***** Material to process
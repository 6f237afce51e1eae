//! Move catalog loader.

use std::path::Path;

use crate::catalog::{CatalogEntry, MoveBook};
use crate::loaders::{LoadResult, read_file};

const EMBEDDED_MOVES: &str = include_str!("../../data/moves.ron");

/// Loader for the move catalog.
///
/// RON format: `Vec<CatalogEntry>`
pub struct MoveLoader;

impl MoveLoader {
    /// Load the catalog compiled into the crate.
    pub fn load_embedded() -> LoadResult<MoveBook> {
        Self::parse(EMBEDDED_MOVES, "embedded moves.ron")
    }

    /// Load a catalog from a RON file.
    pub fn load(path: &Path) -> LoadResult<MoveBook> {
        let content = read_file(path)?;
        Self::parse(&content, &path.display().to_string())
    }

    pub fn parse(content: &str, origin: &str) -> LoadResult<MoveBook> {
        let entries: Vec<CatalogEntry> = ron::from_str(content)
            .map_err(|e| anyhow::anyhow!("Failed to parse move catalog {}: {}", origin, e))?;

        if let Some(entry) = entries.iter().find(|e| e.id.is_empty()) {
            anyhow::bail!("Move '{}' in {} has no id", entry.name, origin);
        }
        let book = MoveBook::new(entries.iter().cloned());
        if book.len() != entries.len() {
            anyhow::bail!("Duplicate move ids in {}", origin);
        }
        Ok(book)
    }
}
**********
* Your instructions:
Now repeat the data exactly, keeping every line.

* Written answer:
repository 6f237afce51e1eae
//! Move catalog loader.

use std::path::Path;

use crate::catalog::{CatalogEntry, MoveBook};
use crate::loaders::{LoadResult, read_file};

const EMBEDDED_MOVES: &str = include_str!("../../data/moves.ron");

/// Loader for the move catalog.
///
/// RON format: `Vec<CatalogEntry>`
pub struct MoveLoader;

impl MoveLoader {
    /// Load the catalog compiled into the crate.
    pub fn load_embedded() -> LoadResult<MoveBook> {
        Self::parse(EMBEDDED_MOVES, "embedded moves.ron")
    }

    /// Load a catalog from a RON file.
    pub fn load(path: &Path) -> LoadResult<MoveBook> {
        let content = read_file(path)?;
        Self::parse(&content, &path.display().to_string())
    }

    pub fn parse(content: &str, origin: &str) -> LoadResult<MoveBook> {
        let entries: Vec<CatalogEntry> = ron::from_str(content)
            .map_err(|e| anyhow::anyhow!("Failed to parse move catalog {}: {}", origin, e))?;

        if let Some(entry) = entries.iter().find(|e| e.id.is_empty()) {
            anyhow::bail!("Move '{}' in {} has no id", entry.name, origin);
        }
        let book = MoveBook::new(entries.iter().cloned());
        if book.len() != entries.len() {
            anyhow::bail!("Duplicate move ids in {}", origin);
        }
        Ok(book)
    }
}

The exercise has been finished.